When told that there were no window seats available, I jumped at the opportunity to be seated in the emergency row. Trepidation about the responsibility that it entailed aside (the plane won’t go down, right?), the prospect of not having to have that awkward ‘can I get out’ conversation several times throughout the flight with the person trying to sleep next to me meant that I immediately jumped on the opportunity. What I didn’t think about was that on a plane that size, the emergency row is wide open.

As someone who sleeps something akin to a startled echidna – curled and buried under whatever I can find – not having anything to lean on meant a very long, sleepless overhaul flight, made even less pleasant by the middle aged man next to me that had a tendency to lean on me every time he nodded off.

Further, as the only place with standing room on the plane aside from the attendants kitchen, I had regular guests into my personal space who were rarely welcome – every crying child and every lusty couple or gossipy group of girls on the plane came and made a stop just close enough to step on my outstretched feet.

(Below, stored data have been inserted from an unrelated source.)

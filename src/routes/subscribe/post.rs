use std::collections::HashMap;

use actix_web::http::header::ContentType;
use actix_web::web;
use actix_web::HttpRequest;
use actix_web::HttpResponse;
use actix_web_flash_messages::FlashMessage;

use super::get::current_form;
use super::render_widget;
use super::WidgetView;
use crate::startup::Coordinator;
use crate::utils::redirect;
use crate::widget::NextStep;
use crate::widget::Notice;
use crate::widget::Widget;

/// `POST /subscribe`
///
/// Body is the urlencoded form, keyed by merge tag. Invalid input re-renders
/// the form (400); everything else ends in a 303 with a flash message, so a
/// reload never resubmits.
#[tracing::instrument(name = "Handling subscription form", skip_all)]
pub async fn subscribe(
    request: HttpRequest,
    form: web::Form<HashMap<String, String>>,
    widget: web::Data<Widget>,
    coordinator: web::Data<Coordinator>,
) -> Result<HttpResponse, actix_web::Error> {
    let Some((api_key, list_id)) = widget.credentials() else {
        return Ok(HttpResponse::Ok().finish());
    };
    let submitted = form.into_inner();
    let spec = current_form(&widget, &coordinator, &HashMap::new()).await?;

    let outcome = coordinator
        .submit(&api_key, &list_id, &spec, &submitted)
        .await;
    let current_url = request.uri().to_string();

    match widget.next_step(&outcome, &current_url) {
        NextStep::Render(errors) => {
            let body = render_widget(WidgetView {
                title: widget.title(),
                action: &current_url,
                form: &spec,
                values: &submitted,
                errors: &errors,
                notices: vec![],
                submit_label: widget
                    .translator()
                    .translate_or_key("button.subscribe", &[]),
            });
            Ok(HttpResponse::BadRequest()
                .content_type(ContentType::html())
                .body(body))
        }
        NextStep::Redirect { location, notice } => {
            match notice {
                Some(Notice::Success(msg)) => FlashMessage::success(msg).send(),
                Some(Notice::Warning(msg)) => FlashMessage::warning(msg).send(),
                None => {}
            }
            Ok(redirect(&location))
        }
    }
}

Unless you’re absolutely not interested in sleeping, don’t do it to yourself. Check in early and get a window seat.

It will wreck your skin:

The circulated air, the disruption to your sleep schedule and the stresses of travel will wreak havoc on your skin and your health. Be prepared for it. Bring facial wipes, and drink lots of water. The attending staff can be scarce once the lights go down, so don’t hesitate to ring your service bell or wander down to the back of the plane and ask. Your skin will thank you for it later.

Bring an overnight bag:

One thing I did do right was to bring an overnight kit in my carry on, for all the extra effort that it entailed, having to find small containers to get it through the international security. Stuck in LAX for seven hours after a 16 hour flight, there were few things nicer than being able to clean my face, brush my teeth, and change my clothes. Having these will also be a small life saver if something happens to your luggage while in transit.

Account for jet lag:

I had been warned about jet lag, but like most people, brushed it off as something for other people to worry about. I didn’t experience it as badly as some of the stories say, but trying to focus my brain the next day was basically mission impossible. Luckily for me, I had a persistent friend who insisted that I keep to regular sleep schedules, meaning that I adjusted to the change very quickly. My advice would be to force yourself into a normal routine as quickly as possible – getting up and going to sleep – to combat the effect of the timezone change in the shortest time possible; but also recognize that it might not happen for you immediately, and don’t schedule anything too intensive in the few days following, so you can adjust.

 

These are my personal experiences of flying, and by no means universal. So I’d love to hear your advice – what has helped you survive long-haul flights?